Z badania przeprowadzonego wśród pracowników hiszpańskiej służby zdrowia przez firmę Doktoralia wynika, że prawie 40 proc. lekarzy nie jest przygotowanych na nadejście drugiej fali epidemii koronawirusa.
Specjalistyczny portal Redaccion Medica, przypominając w poniedziałek o rosnącej liczbie zachorowań na Covid-19 we wszystkich wspólnotach autonomicznych Hiszpanii, informuje, że rządy regionalne sukcesywnie wprowadzają ograniczenia służące powstrzymaniu drugiej fali epidemii.
Portal prezentuje opracowane w sierpniu studium przeprowadzone przez firmę Doktoralia, z którego wynika, że blisko 40 proc. hiszpańskich lekarzy przed zapowiedzianą na jesień drugą falą epidemii koronawirusa nie czuje się na siłach, aby walczyć z Covid-19.

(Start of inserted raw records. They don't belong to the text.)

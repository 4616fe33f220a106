//! GMGN API Client - Trader Behavior Statistics
//!
//! Queries token-scoped trader statistics: tags, winrate, 7d/30d PnL,
//! top-holding ROI, and phishing-risk ratios.
//!
//! The API wraps every response in a `{code, msg, data}` envelope and
//! signals soft failures with a non-zero `code` inside an HTTP 200 body;
//! those are retried like any transient error.

use async_trait::async_trait;
use serde::Deserialize;
use std::sync::Arc;

use super::{build_http_client, fetch_with_retry, RateBucket, RetryPolicy, SourceClient};
use crate::config::SourceSettings;
use crate::models::{AppError, AppResult, SourceKind, SourcePayload, SourceResult, TraderProfile};
use crate::telemetry::PipelineTelemetry;

/// Reporting period requested from the API
const STAT_PERIOD: &str = "7d";

#[derive(Debug, Deserialize)]
struct Envelope {
    #[serde(default)]
    code: i64,
    #[serde(default)]
    msg: Option<String>,
    data: Option<TradersData>,
}

#[derive(Debug, Deserialize)]
struct TradersData {
    #[serde(default)]
    traders: Vec<GmgnTrader>,
}

#[derive(Debug, Deserialize)]
struct GmgnTrader {
    address: String,
    #[serde(default)]
    tags: Vec<String>,
    #[serde(default)]
    winrate: f64,
    #[serde(default)]
    pnl_7d: f64,
    #[serde(default)]
    pnl_30d: f64,
    #[serde(default)]
    realized_profit_7d: f64,
    #[serde(default)]
    realized_profit_30d: f64,
    /// ROI of the wallet's best holding, as reported server-side
    #[serde(default)]
    top_profit_pnl: Option<f64>,
    #[serde(default)]
    risk: RiskRatios,
}

#[derive(Debug, Deserialize, Default)]
struct RiskRatios {
    #[serde(default)]
    no_buy_hold_ratio: f64,
    #[serde(default)]
    fast_tx_ratio: f64,
    #[serde(default)]
    sell_pass_buy_ratio: f64,
}

pub struct GmgnClient {
    client: reqwest::Client,
    base_url: String,
    policy: RetryPolicy,
    bucket: RateBucket,
    telemetry: Arc<PipelineTelemetry>,
}

impl GmgnClient {
    pub fn new(
        settings: &SourceSettings,
        policy: RetryPolicy,
        telemetry: Arc<PipelineTelemetry>,
    ) -> Self {
        Self {
            client: build_http_client(),
            base_url: settings.base_url.clone(),
            policy,
            bucket: RateBucket::new(settings.rate_limit_qps),
            telemetry,
        }
    }

    async fn fetch_once(&self, token_address: &str) -> AppResult<SourcePayload> {
        let url = format!(
            "{}/api/v1/token_traders/sol/{}",
            self.base_url, token_address
        );

        let response = self
            .client
            .get(&url)
            .query(&[("period", STAT_PERIOD), ("orderby", "realized_profit")])
            .send()
            .await?;

        let status = response.status();
        if status.as_u16() == 429 {
            return Err(AppError::source_rate_limited());
        }
        if !status.is_success() {
            return Err(AppError::source_http(format!("HTTP {}", status)));
        }

        let envelope: Envelope = response.json().await.map_err(AppError::from)?;
        if envelope.code != 0 {
            // Soft failure inside a 200 body; retried upstream
            return Err(AppError::source_invalid(format!(
                "API code {} ({})",
                envelope.code,
                envelope.msg.as_deref().unwrap_or("no message")
            )));
        }

        let traders = envelope.data.map(|d| d.traders).unwrap_or_default();
        let profiles: Vec<TraderProfile> = traders
            .into_iter()
            .filter(|t| !t.address.is_empty())
            .map(|t| TraderProfile {
                wallet: t.address,
                tags: t.tags,
                winrate: t.winrate,
                pnl_pct_7d: t.pnl_7d,
                pnl_pct_30d: t.pnl_30d,
                realized_profit_7d: t.realized_profit_7d,
                realized_profit_30d: t.realized_profit_30d,
                top_roi: t.top_profit_pnl,
                no_buy_hold_ratio: t.risk.no_buy_hold_ratio,
                fast_tx_ratio: t.risk.fast_tx_ratio,
                sell_pass_buy_ratio: t.risk.sell_pass_buy_ratio,
            })
            .collect();

        Ok(SourcePayload::TraderBehavior(profiles))
    }
}

#[async_trait]
impl SourceClient for GmgnClient {
    fn kind(&self) -> SourceKind {
        SourceKind::Gmgn
    }

    async fn fetch(&self, token_address: &str) -> SourceResult {
        fetch_with_retry(
            SourceKind::Gmgn,
            token_address,
            &self.policy,
            &self.bucket,
            &self.telemetry,
            || self.fetch_once(token_address),
        )
        .await
    }
}
//! Processing Coordinator
//! Owns the run lifecycle and drives every token through
//! aggregation -> evaluation -> persistence.
//!
//! One Coordinator owns at most one active run. The in-flight set keyed by
//! token address guarantees a token is never processed twice concurrently,
//! whether work arrives from the scheduler or from manual requests.
//! Cancellation is cooperative: workers observe the run's cancellation
//! token at task boundaries, never mid-fetch.

use chrono::{DateTime, Utc};
use dashmap::mapref::entry::Entry;
use dashmap::DashMap;
use futures_util::future::join_all;
use std::sync::atomic::{AtomicBool, AtomicU64, Ordering};
use std::sync::{Arc, Mutex, RwLock};
use tokio_util::sync::CancellationToken;
use tracing::{error, info, warn};
use uuid::Uuid;

use crate::aggregator::SourceAggregator;
use crate::evaluator::TraderEvaluator;
use crate::governor::Governor;
use crate::models::{
    AppError, AppResult, Evaluation, ProcessingState, RunSnapshot, RunStatus, RunTrigger, Token,
};
use crate::store::{EvaluationStore, TokenDiscovery};
use crate::telemetry::PipelineTelemetry;

/// Mutable state of one processing run, shared between driver and workers
struct RunState {
    id: Uuid,
    trigger: RunTrigger,
    started_at: DateTime<Utc>,
    finished_at: RwLock<Option<DateTime<Utc>>>,
    status: RwLock<RunStatus>,
    token_states: DashMap<String, ProcessingState>,
    succeeded: AtomicU64,
    failed: AtomicU64,
    /// Set when the persistence collaborator fails; turns the run Failed
    fatal: AtomicBool,
    cancel: CancellationToken,
}

impl RunState {
    fn new(trigger: RunTrigger) -> Self {
        Self {
            id: Uuid::new_v4(),
            trigger,
            started_at: Utc::now(),
            finished_at: RwLock::new(None),
            status: RwLock::new(RunStatus::Running),
            token_states: DashMap::new(),
            succeeded: AtomicU64::new(0),
            failed: AtomicU64::new(0),
            fatal: AtomicBool::new(false),
            cancel: CancellationToken::new(),
        }
    }

    fn status(&self) -> RunStatus {
        self.status.read().map(|s| *s).unwrap_or(RunStatus::Failed)
    }

    fn finish(&self, status: RunStatus) {
        if let Ok(mut s) = self.status.write() {
            *s = status;
        }
        if let Ok(mut f) = self.finished_at.write() {
            *f = Some(Utc::now());
        }
    }

    fn snapshot(&self) -> RunSnapshot {
        RunSnapshot {
            run_id: self.id,
            trigger: self.trigger,
            status: self.status(),
            started_at: self.started_at,
            finished_at: self.finished_at.read().ok().and_then(|f| *f),
            attempted: self.token_states.len(),
            succeeded: self.succeeded.load(Ordering::Relaxed),
            failed: self.failed.load(Ordering::Relaxed),
            token_states: self
                .token_states
                .iter()
                .map(|entry| (entry.key().clone(), *entry.value()))
                .collect(),
        }
    }
}

/// Removes the token from the in-flight set when the worker is done,
/// whichever way it exits
struct InFlightGuard<'a> {
    set: &'a DashMap<String, ()>,
    key: String,
}

impl Drop for InFlightGuard<'_> {
    fn drop(&mut self) {
        self.set.remove(&self.key);
    }
}

struct CoordinatorInner {
    aggregator: SourceAggregator,
    evaluator: TraderEvaluator,
    governor: Governor,
    discovery: Arc<dyn TokenDiscovery>,
    store: Arc<dyn EvaluationStore>,
    telemetry: Arc<PipelineTelemetry>,
    in_flight: DashMap<String, ()>,
    /// Current or most recent run; replaced on the next start()
    current_run: Mutex<Option<Arc<RunState>>>,
}

/// The orchestrator. Cheap to clone; clones share all state.
#[derive(Clone)]
pub struct Coordinator {
    inner: Arc<CoordinatorInner>,
}

impl Coordinator {
    pub fn new(
        aggregator: SourceAggregator,
        evaluator: TraderEvaluator,
        governor: Governor,
        discovery: Arc<dyn TokenDiscovery>,
        store: Arc<dyn EvaluationStore>,
        telemetry: Arc<PipelineTelemetry>,
    ) -> Self {
        Self {
            inner: Arc::new(CoordinatorInner {
                aggregator,
                evaluator,
                governor,
                discovery,
                store,
                telemetry,
                in_flight: DashMap::new(),
                current_run: Mutex::new(None),
            }),
        }
    }

    /// Start a processing run over all pending tokens
    ///
    /// Rejects with `AlreadyRunning` while a run is active; a second
    /// trigger is never queued.
    pub fn start(&self, trigger: RunTrigger) -> AppResult<Uuid> {
        let run = {
            let mut slot = self
                .inner
                .current_run
                .lock()
                .map_err(|_| AppError::store_unavailable("run slot poisoned"))?;
            if let Some(active) = slot.as_ref() {
                if active.status() == RunStatus::Running {
                    return Err(AppError::already_running());
                }
            }
            let run = Arc::new(RunState::new(trigger));
            *slot = Some(run.clone());
            run
        };

        info!(
            run_id = %run.id,
            trigger = trigger.as_str(),
            "🚀 processing run started"
        );

        let inner = self.inner.clone();
        let driver_run = run.clone();
        tokio::spawn(async move {
            inner.drive_run(driver_run).await;
        });

        Ok(run.id)
    }

    /// Request cooperative shutdown of the active run
    ///
    /// In-flight source calls are allowed to finish; workers notice the
    /// cancellation at their next task boundary. The run reaches `Stopped`
    /// once the workers drain.
    pub fn stop(&self) -> AppResult<()> {
        let slot = self
            .inner
            .current_run
            .lock()
            .map_err(|_| AppError::store_unavailable("run slot poisoned"))?;
        match slot.as_ref() {
            Some(run) if run.status() == RunStatus::Running => {
                info!(run_id = %run.id, "🛑 stop requested, draining workers");
                run.cancel.cancel();
                Ok(())
            }
            _ => Err(AppError::no_active_run()),
        }
    }

    /// Snapshot of the current (or most recent) run
    ///
    /// Read-only and safe to call at any time, including mid-run.
    pub fn status(&self) -> Option<RunSnapshot> {
        self.inner
            .current_run
            .lock()
            .ok()
            .and_then(|slot| slot.as_ref().map(|run| run.snapshot()))
    }

    /// Process a single token on demand, outside any run
    ///
    /// Shares the Governor with scheduled runs, so manual traffic cannot
    /// push total concurrency past the configured cap.
    pub async fn process_token(&self, address: &str) -> AppResult<Vec<Evaluation>> {
        let token = self
            .inner
            .store
            .load_token(address)
            .await?
            .ok_or_else(|| AppError::token_not_found(address))?;

        let _guard = self.inner.claim(&token.address)?;
        let _permit = self.inner.governor.admit().await?;

        self.inner
            .store
            .update_token_state(address, ProcessingState::InProgress, None)
            .await?;

        match self.inner.aggregator.aggregate(address).await {
            Ok(data) => {
                let evaluations = self.inner.evaluator.evaluate(address, &data);
                for evaluation in &evaluations {
                    self.inner.store.save_evaluation(evaluation).await?;
                    self.inner.telemetry.record_evaluation(evaluation.verdict);
                }
                self.inner
                    .store
                    .update_token_state(address, ProcessingState::Completed, None)
                    .await?;
                self.inner.telemetry.record_token_completed();
                info!(
                    token = %address,
                    evaluations = evaluations.len(),
                    "manual token processing done"
                );
                Ok(evaluations)
            }
            Err(e) => {
                self.inner
                    .store
                    .update_token_state(address, ProcessingState::Failed, Some(e.to_string()))
                    .await
                    .ok();
                self.inner.telemetry.record_token_failed();
                Err(e)
            }
        }
    }
}

impl CoordinatorInner {
    /// Put a token into the in-flight set, or fail if a worker holds it
    fn claim(&self, address: &str) -> AppResult<InFlightGuard<'_>> {
        match self.in_flight.entry(address.to_string()) {
            Entry::Occupied(_) => Err(AppError::token_in_flight(address)),
            Entry::Vacant(vacant) => {
                vacant.insert(());
                Ok(InFlightGuard {
                    set: &self.in_flight,
                    key: address.to_string(),
                })
            }
        }
    }

    /// Main driver: admit one worker per pending token, then wait for all
    /// workers and settle the run's final status
    async fn drive_run(self: Arc<Self>, run: Arc<RunState>) {
        let tokens = match self.discovery.list_pending_tokens().await {
            Ok(tokens) => tokens,
            Err(e) => {
                error!(run_id = %run.id, error = %e, "token discovery failed, run aborted");
                run.finish(RunStatus::Failed);
                return;
            }
        };

        info!(run_id = %run.id, pending = tokens.len(), "pending tokens pulled");

        let mut workers = Vec::new();
        for token in tokens {
            if run.cancel.is_cancelled() {
                break;
            }

            // Duplicate suppression: the worker's guard releases the slot
            let key = token.address.clone();
            match self.in_flight.entry(key.clone()) {
                Entry::Occupied(_) => {
                    warn!(token = %token.address, "already in flight, skipping");
                    continue;
                }
                Entry::Vacant(vacant) => {
                    vacant.insert(());
                }
            }

            run.token_states
                .insert(token.address.clone(), ProcessingState::Pending);

            // Admission control; stop() can interrupt the wait
            let permit = tokio::select! {
                permit = self.governor.admit() => match permit {
                    Ok(permit) => permit,
                    Err(_) => {
                        self.in_flight.remove(&key);
                        break;
                    }
                },
                _ = run.cancel.cancelled() => {
                    self.in_flight.remove(&key);
                    break;
                }
            };

            let inner = self.clone();
            let worker_run = run.clone();
            workers.push(tokio::spawn(async move {
                let _permit = permit;
                inner.process_one(&worker_run, token).await;
            }));
        }

        join_all(workers).await;

        let final_status = if run.fatal.load(Ordering::SeqCst) {
            RunStatus::Failed
        } else if run.cancel.is_cancelled() {
            RunStatus::Stopped
        } else {
            RunStatus::Completed
        };
        run.finish(final_status);

        info!(
            run_id = %run.id,
            status = final_status.as_str(),
            succeeded = run.succeeded.load(Ordering::Relaxed),
            failed = run.failed.load(Ordering::Relaxed),
            "🏁 processing run finished"
        );
    }

    /// Process one token inside a run; absorbs per-token failures
    async fn process_one(&self, run: &RunState, token: Token) {
        let address = token.address.clone();
        let _guard = InFlightGuard {
            set: &self.in_flight,
            key: address.clone(),
        };

        run.token_states
            .insert(address.clone(), ProcessingState::InProgress);
        if let Err(e) = self
            .store
            .update_token_state(&address, ProcessingState::InProgress, None)
            .await
        {
            self.fatal_store_failure(run, &e);
            return;
        }

        let aggregated = self.aggregator.aggregate(&address).await;

        // Cancellation checkpoint between fetching and evaluating: partial
        // fetch results are discarded and the token goes back to Pending
        if run.cancel.is_cancelled() {
            run.token_states
                .insert(address.clone(), ProcessingState::Pending);
            self.store
                .update_token_state(&address, ProcessingState::Pending, None)
                .await
                .ok();
            return;
        }

        match aggregated {
            Ok(data) => {
                let evaluations = self.evaluator.evaluate(&address, &data);
                for evaluation in &evaluations {
                    if let Err(e) = self.store.save_evaluation(evaluation).await {
                        self.fatal_store_failure(run, &e);
                        return;
                    }
                    self.telemetry.record_evaluation(evaluation.verdict);
                }

                run.token_states
                    .insert(address.clone(), ProcessingState::Completed);
                run.succeeded.fetch_add(1, Ordering::Relaxed);
                self.telemetry.record_token_completed();
                if let Err(e) = self
                    .store
                    .update_token_state(&address, ProcessingState::Completed, None)
                    .await
                {
                    self.fatal_store_failure(run, &e);
                    return;
                }
                info!(
                    token = %address,
                    complete = data.complete,
                    evaluations = evaluations.len(),
                    "✅ token completed"
                );
            }
            Err(e) => {
                // One token failing never aborts the run
                run.token_states
                    .insert(address.clone(), ProcessingState::Failed);
                run.failed.fetch_add(1, Ordering::Relaxed);
                self.telemetry.record_token_failed();
                warn!(token = %address, error = %e, "❌ token failed");
                if let Err(se) = self
                    .store
                    .update_token_state(&address, ProcessingState::Failed, Some(e.to_string()))
                    .await
                {
                    self.fatal_store_failure(run, &se);
                }
            }
        }
    }

    /// Persistence failures are resource-level: fail the run and drain
    fn fatal_store_failure(&self, run: &RunState, error: &AppError) {
        error!(run_id = %run.id, error = %error, "persistence failure, failing run");
        run.fatal.store(true, Ordering::SeqCst);
        run.cancel.cancel();
    }
}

Cytując wypowiedzi głównego epidemiologa Hiszpanii Fernando Simona, telewizja TVE przypomina, że do połowy sierpnia w całym kraju zakażonych koronawirusem zostało już blisko 55 tys. pracowników szpitali.
TVE wskazuje, że średnio podczas jednego tygodnia sierpnia w hiszpańskich szpitalach zakażało się wirusem SARS-CoV-2 około pół tysiąca członków personelu medycznego.
Simon potwierdził również, iż pomimo upływu czasu część personelu medycznego „w niektórych szpitalach” wciąż przeżywa traumę po pierwszej fali epidemii koronawirusa.